La féminisation des noms de métiers n'a rien à voir avec la féminisation de la langue


Noms de métiers: la féminisation n’a pas eu besoin du féminisme
©DURAND FLORENCE/SIPA / 00203466_000001

La féminisation des noms de métiers n’a rien à voir avec la féminisation de la langue française. La première suit le réel quand la seconde en est déconnectée.


Dans la grande confusion médiatique et idéologique concernant les questions de « genre », la « féminisation » est sur toutes les langues. La symbolique politique prenant le pas sur les sciences du langage, il serait bon de rappeler quelques évidences, notamment la confusion entre signe linguistique et référent extralinguistique : une vedette peut être un homme comme un mannequin peut être une femme.

« Elle est très bien, ma proctologue »

Obnubilé par quelques questions protocolaires qui ne concernent pas vraiment le bas peuple que nous sommes (faut-il dire madame le/la ministre ?), personne ne prend vraiment le temps de spécifier ce qu’est la « féminisation » comme opération en langue.

On oublie ainsi que quand les locuteurs – qui sont aussi des locutrices : le pluriel servant à regrouper, il est par définition inclusif… – veulent désigner une femme, cela fait belle lurette (salut, Lulu) qu’ils y arrivent très bien tout seul. Dire « elle est médecin » ne pose aucun problème. Pourquoi vouloir marquer sur le nom ce qui est marqué sur le pronom ?
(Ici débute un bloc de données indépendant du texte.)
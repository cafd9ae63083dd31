//! End-to-end renderer scenarios over the in-memory DOM.
//!
//! - Batching: many mutations, one commit pass, one render
//! - Change detection by structural equality
//! - Max-FPS throttling on a deterministic clock
//! - Per-mutation failure and completion semantics
//! - Events, notifications and persisted sub-state

use std::cell::RefCell;
use std::future::Future;
use std::pin::Pin;
use std::rc::Rc;
use std::task::{Context, Poll, Waker};
use std::time::Duration;

use opcut_core::{Value, ops, path};
use opcut_runtime::{
    DeterministicClock, MemoryStorage, PersistedPath, Phase, Renderer, RendererConfig,
    RendererError, StorageBackend,
};
use opcut_vdom::{Data, Description, MemoryDom, h};
use pretty_assertions::assert_eq;
use proptest::prelude::*;
use serde_json::json;

// ============================================================================
// Helpers
// ============================================================================

type TestRenderer = Renderer<MemoryDom, DeterministicClock>;

fn renderer(config: RendererConfig) -> TestRenderer {
    Renderer::headless(DeterministicClock::new(), config)
}

fn json(value: serde_json::Value) -> Value {
    Value::from(value)
}

fn ms(n: u64) -> Duration {
    Duration::from_millis(n)
}

fn count_view(state: &Value) -> Description {
    let count = ops::get_or_null(&path!["count"], state);
    h("p").child(count.to_string()).into()
}

fn increment(v: &Value) -> Value {
    Value::from(v.as_f64().unwrap_or(0.0) + 1.0)
}

fn html(r: &TestRenderer) -> String {
    r.dom().inner_html(r.dom().body())
}

fn counter(r: &mut TestRenderer) -> Rc<RefCell<usize>> {
    let renders = Rc::new(RefCell::new(0));
    let seen = Rc::clone(&renders);
    r.on_rendered(move |_| *seen.borrow_mut() += 1);
    renders
}

// ============================================================================
// Batching and change detection
// ============================================================================

#[test]
fn three_increments_commit_and_render_once() {
    let mut r = renderer(RendererConfig::default());
    let _ = r.init(json(json!({"count": 0})), count_view);
    r.run_until_idle().unwrap();
    assert_eq!(html(&r), "<p>0</p>");
    let renders = counter(&mut r);

    let handle = r.handle();
    let done: Vec<_> = (0..3)
        .map(|_| handle.change(path!["count"], increment))
        .collect();
    assert_eq!(r.phase(), Phase::MutationQueued);

    r.clock_mut().advance(ms(100));
    let step = r.step().unwrap();
    assert_eq!(step.committed, 3);
    assert!(step.rendered);
    assert_eq!(*renders.borrow(), 1);
    assert_eq!(r.frame_idx(), 2);
    assert_eq!(html(&r), "<p>3</p>");
    assert!(done.iter().all(|c| c.result() == Some(Ok(()))));
}

#[test]
fn equal_set_produces_no_render() {
    let mut r = renderer(RendererConfig::default());
    let _ = r.init(json(json!({"a": {"b": 5}})), |s: &Value| h("p").child(s.to_string()).into());
    r.run_until_idle().unwrap();
    let renders = counter(&mut r);
    let changes = Rc::new(RefCell::new(0));
    let seen = Rc::clone(&changes);
    r.on_changed(move |_| *seen.borrow_mut() += 1);

    let same_leaf = r.set(path!["a", "b"], 5);
    let same_object = r.set(path!["a"], json(json!({"b": 5})));
    let report = r.flush();
    assert_eq!(report.applied, 2);
    assert!(!report.changed);
    assert_eq!(r.phase(), Phase::Idle);
    assert_eq!(same_leaf.result(), Some(Ok(())));
    assert_eq!(same_object.result(), Some(Ok(())));

    r.run_until_idle().unwrap();
    assert_eq!(*renders.borrow(), 0);
    assert_eq!(*changes.borrow(), 0);
}

#[test]
fn setting_null_where_nothing_was_is_a_change() {
    let mut r = renderer(RendererConfig::default());
    let _ = r.init_state(json(json!({})));
    r.flush();
    let _ = r.set(path!["x"], Value::Null);
    assert!(r.flush().changed);
    assert_eq!(r.get(path!["x"]), Some(Value::Null));
}

#[test]
fn changed_fires_before_rendered() {
    let mut r = renderer(RendererConfig::default());
    let log = Rc::new(RefCell::new(Vec::new()));
    let (a, b) = (Rc::clone(&log), Rc::clone(&log));
    r.on_changed(move |_| a.borrow_mut().push("changed"));
    let id = r.on_rendered(move |_| b.borrow_mut().push("rendered"));

    let _ = r.init(json(json!({"count": 1})), count_view);
    r.run_until_idle().unwrap();
    assert_eq!(*log.borrow(), ["changed", "rendered"]);

    assert!(r.unsubscribe(id));
    let _ = r.change(path!["count"], increment);
    r.run_until_idle().unwrap();
    assert_eq!(*log.borrow(), ["changed", "rendered", "changed"]);
}

#[test]
fn state_only_renderer_never_touches_the_dom() {
    let mut r = renderer(RendererConfig::default());
    let done = r.init_state(json(json!({"count": 0})));
    let step = r.step().unwrap();
    assert_eq!(step.committed, 1);
    assert!(!step.rendered);
    assert_eq!(done.result(), Some(Ok(())));
    assert_eq!(r.dom().created_count(), 0);
}

// ============================================================================
// Throttling
// ============================================================================

#[test]
fn max_fps_coalesces_mutations_into_one_delayed_render() {
    let mut r = renderer(RendererConfig::default().with_max_fps(2));
    let _ = r.init(json(json!({"count": 0})), count_view);
    r.run_until_idle().unwrap();
    assert_eq!(r.frame_idx(), 1);

    r.clock_mut().set(ms(400));
    let first = r.set(path!["count"], 1);
    let step = r.step().unwrap();
    assert_eq!(step.committed, 1);
    assert!(!step.rendered);
    assert_eq!(step.phase, Phase::RenderScheduled);
    assert_eq!(r.next_deadline(), Some(ms(500)));

    r.clock_mut().set(ms(450));
    let second = r.set(path!["count"], 2);
    assert!(!r.step().unwrap().rendered);
    assert_eq!(r.next_deadline(), Some(ms(500)));
    assert!(!first.is_settled());
    assert_eq!(html(&r), "<p>0</p>");

    r.clock_mut().set(ms(500));
    assert!(r.step().unwrap().rendered);
    assert_eq!(r.frame_idx(), 2);
    assert_eq!(html(&r), "<p>2</p>");
    assert_eq!(first.result(), Some(Ok(())));
    assert_eq!(second.result(), Some(Ok(())));
    assert_eq!(r.next_deadline(), None);
}

#[test]
fn mutation_after_a_long_pause_renders_immediately() {
    let mut r = renderer(RendererConfig::default().with_max_fps(2));
    let _ = r.init(json(json!({"count": 0})), count_view);
    r.run_until_idle().unwrap();

    r.clock_mut().advance(ms(2_000));
    let _ = r.change(path!["count"], increment);
    assert!(r.step().unwrap().rendered);
    assert_eq!(html(&r), "<p>1</p>");
}

#[test]
fn unthrottled_renderer_renders_every_step() {
    let mut r = renderer(RendererConfig::default().without_throttle());
    let _ = r.init(json(json!({"count": 0})), count_view);
    r.run_until_idle().unwrap();
    for expected in 1..=3 {
        let _ = r.change(path!["count"], increment);
        assert!(r.step().unwrap().rendered);
        assert_eq!(html(&r), format!("<p>{expected}</p>"));
    }
}

// ============================================================================
// Failure semantics
// ============================================================================

#[test]
fn failed_mutations_do_not_roll_back_the_batch() {
    let mut r = renderer(RendererConfig::default());
    let _ = r.init_state(json(json!({"a": {"x": 1}, "list": [1]})));
    r.flush();

    let ok_before = r.set(path!["b"], 1);
    let bad_path = r.set(path!["list", "k"], 2);
    let ok_after = r.set(path!["c"], 3);
    let rejected = r.try_change(path!["a", "x"], |_| Err::<Value, _>("negative width"));

    let report = r.flush();
    assert_eq!((report.applied, report.failed), (2, 2));
    assert!(report.changed);
    assert_eq!(ok_before.result(), Some(Ok(())));
    assert_eq!(ok_after.result(), Some(Ok(())));
    assert!(matches!(
        bad_path.result(),
        Some(Err(RendererError::InvalidPath(_)))
    ));
    assert_eq!(
        rejected.result(),
        Some(Err(RendererError::MutationFailure("negative width".into())))
    );
    assert_eq!(
        r.state(),
        json(json!({"a": {"x": 1}, "list": [1], "b": 1, "c": 3}))
    );
}

#[test]
fn invalid_view_fails_the_render_and_its_completions() {
    let mut r = renderer(RendererConfig::default());
    let done = r.init(json(json!({"count": 0})), |_| Data::new().into());
    let err = r.step().unwrap_err();
    assert!(matches!(err, RendererError::Build(_)));
    assert_eq!(done.result(), Some(Err(err)));
    assert_eq!(r.phase(), Phase::Idle);
    assert_eq!(r.get(path!["count"]), Some(Value::from(0)));
}

#[test]
fn completion_is_a_future() {
    let mut r = renderer(RendererConfig::default().without_throttle());
    let _ = r.init(json(json!({"count": 0})), count_view);
    r.run_until_idle().unwrap();

    let mut done = r.change(path!["count"], increment);
    let mut cx = Context::from_waker(Waker::noop());
    assert_eq!(Pin::new(&mut done).poll(&mut cx), Poll::Pending);
    r.run_until_idle().unwrap();
    assert_eq!(Pin::new(&mut done).poll(&mut cx), Poll::Ready(Ok(())));
}

// ============================================================================
// Events
// ============================================================================

#[test]
fn click_listener_enqueues_through_a_handle() {
    let mut r = renderer(RendererConfig::default().without_throttle());
    let handle = r.handle();
    let _ = r.init(json(json!({"clicks": 0})), move |state| {
        let handle = handle.clone();
        let clicks = ops::get_or_null(&path!["clicks"], state);
        h("button")
            .data(Data::new().on("click", move |_| {
                let _ = handle.change(path!["clicks"], increment);
            }))
            .child(clicks.to_string())
            .into()
    });
    r.run_until_idle().unwrap();
    assert_eq!(html(&r), "<button>0</button>");

    let button = r.root_nodes()[0];
    assert!(r.dispatch_event(button, "click", Value::Null));
    assert!(!r.dispatch_event(button, "keydown", Value::Null));
    assert_eq!(r.phase(), Phase::MutationQueued);
    r.run_until_idle().unwrap();
    assert_eq!(html(&r), "<button>1</button>");
    assert_eq!(r.root_nodes(), [button]);
}

#[test]
fn input_event_payload_reaches_the_state() {
    let mut r = renderer(RendererConfig::default());
    let handle = r.handle();
    let _ = r.init(json(json!({"width": ""})), move |state| {
        let handle = handle.clone();
        let width = ops::get_or_null(&path!["width"], state);
        h("input")
            .data(Data::new().prop("value", width).on("change", move |event| {
                if let Some(value) = event.value() {
                    let _ = handle.set(path!["width"], value.clone());
                }
            }))
            .into()
    });
    r.run_until_idle().unwrap();

    let input = r.root_nodes()[0];
    r.dispatch_event(input, "change", json(json!({"value": "120"})));
    r.run_until_idle().unwrap();
    assert_eq!(r.get(path!["width"]), Some(Value::from("120")));
}

// ============================================================================
// Persistence
// ============================================================================

#[test]
fn persisted_settings_restore_and_save_on_change() {
    let storage = Rc::new(MemoryStorage::with_entries([(
        "opcut.settings",
        r#"{"unit":"mm"}"#,
    )]));
    let binding = PersistedPath::new("opcut.settings", path!["settings"]);
    let initial = binding.restore(
        storage.as_ref(),
        &json(json!({"settings": {"unit": "cm"}, "result": null})),
    );

    let mut r = renderer(RendererConfig::default());
    let _ = r.init_state(initial);
    r.flush();
    assert_eq!(r.get(path!["settings", "unit"]), Some(Value::from("mm")));

    r.persist(binding, storage.clone());
    let _ = r.set(path!["result"], 5);
    r.flush();
    assert_eq!(
        storage.load("opcut.settings").unwrap().as_deref(),
        Some(r#"{"unit":"mm"}"#)
    );

    let _ = r.set(path!["settings", "unit"], "in");
    r.flush();
    assert_eq!(
        storage.load("opcut.settings").unwrap().as_deref(),
        Some(r#"{"unit":"in"}"#)
    );
}

// ============================================================================
// Property tests
// ============================================================================

fn set_ops() -> impl Strategy<Value = Vec<(usize, usize, i32)>> {
    prop::collection::vec((0usize..3, 0usize..3, -5i32..5), 0..12)
}

const KEYS: [&str; 3] = ["a", "b", "c"];

proptest! {
    #[test]
    fn batched_commit_equals_one_at_a_time(ops_list in set_ops()) {
        let seed = json(json!({"a": {}, "b": {"a": 0}}));
        let mut batched = renderer(RendererConfig::default());
        let mut sequential = renderer(RendererConfig::default());
        let _ = batched.init_state(seed.clone());
        let _ = sequential.init_state(seed.clone());
        batched.flush();
        sequential.flush();

        let mut expected = seed;
        for &(outer, inner, n) in &ops_list {
            let p = path![KEYS[outer], KEYS[inner]];
            let _ = batched.set(p.clone(), n);
            let _ = sequential.set(p.clone(), n);
            sequential.flush();
            expected = ops::set(&p, &expected, Value::from(n)).unwrap();
        }
        let report = batched.flush();
        prop_assert_eq!(report.applied, ops_list.len());
        prop_assert_eq!(batched.state(), sequential.state());
        prop_assert_eq!(batched.state(), expected);
    }
}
En confondant métiers, activités et raison sociale, on néglige le fait que le but de la parole n’est pas d’identifier le sexe des gens (tiens, un mot collectif sans genre !). En effet, quand on dit « faut que j’aille chez le proctologue », il est question de la fonction et elle n’est pas sexuée. Cela n’empêche pas qu’on puisse ensuite dire « elle est très bien, ma proctologue »…

Le réel plus fort que le féminisme

En réalité, la féminisation a déjà eu lieu. Dans les faits, d’abord. Et dans les noms ensuite : partout où l’on a besoin de féminiser, l’usage (c’est-à-dire les locuteurs) s’en occupe naturellement. Pourquoi ? Parce que c’est une nécessité quotidienne. Personne n’a besoin de l’aval de l’Académie française ou du gouvernement pour parvenir à parler du réel. En français, nous utilisons depuis fort longtemps des constructions épicènes (« elle est juge, auteur, professeur »), des suffixations (avocate, policière) et toutes sortes de moyens qui permettent de référer au caractère féminin d’une personne.

Certes, la symétrie n’est pas toujours possible : la « portière » pourra difficilement devenir la femme du portier, ni la « traiteuse » celle du traiteur… Cela ne nous empêche jamais de construire notre discours.

On oublie surtout que, la plupart du temps, les prétendus nom de métiers sont en réalité des raisons sociales : transporteur, assureur, employeur, fournisseur, etc. désignent des entreprises et pas des personnes. La féminisation n’a aucun sens pour ces mots. Il en va de même des mots collectifs : nous avons lu des militants mentionnant des représentants « des personnel.le.s »… alors que le mot « personnel » ne peut pas désigner des individus singuliers (« je suis un personnel » n’est pas plus envisageable que le féminin) et qu’il n’est pas non plus pluriel.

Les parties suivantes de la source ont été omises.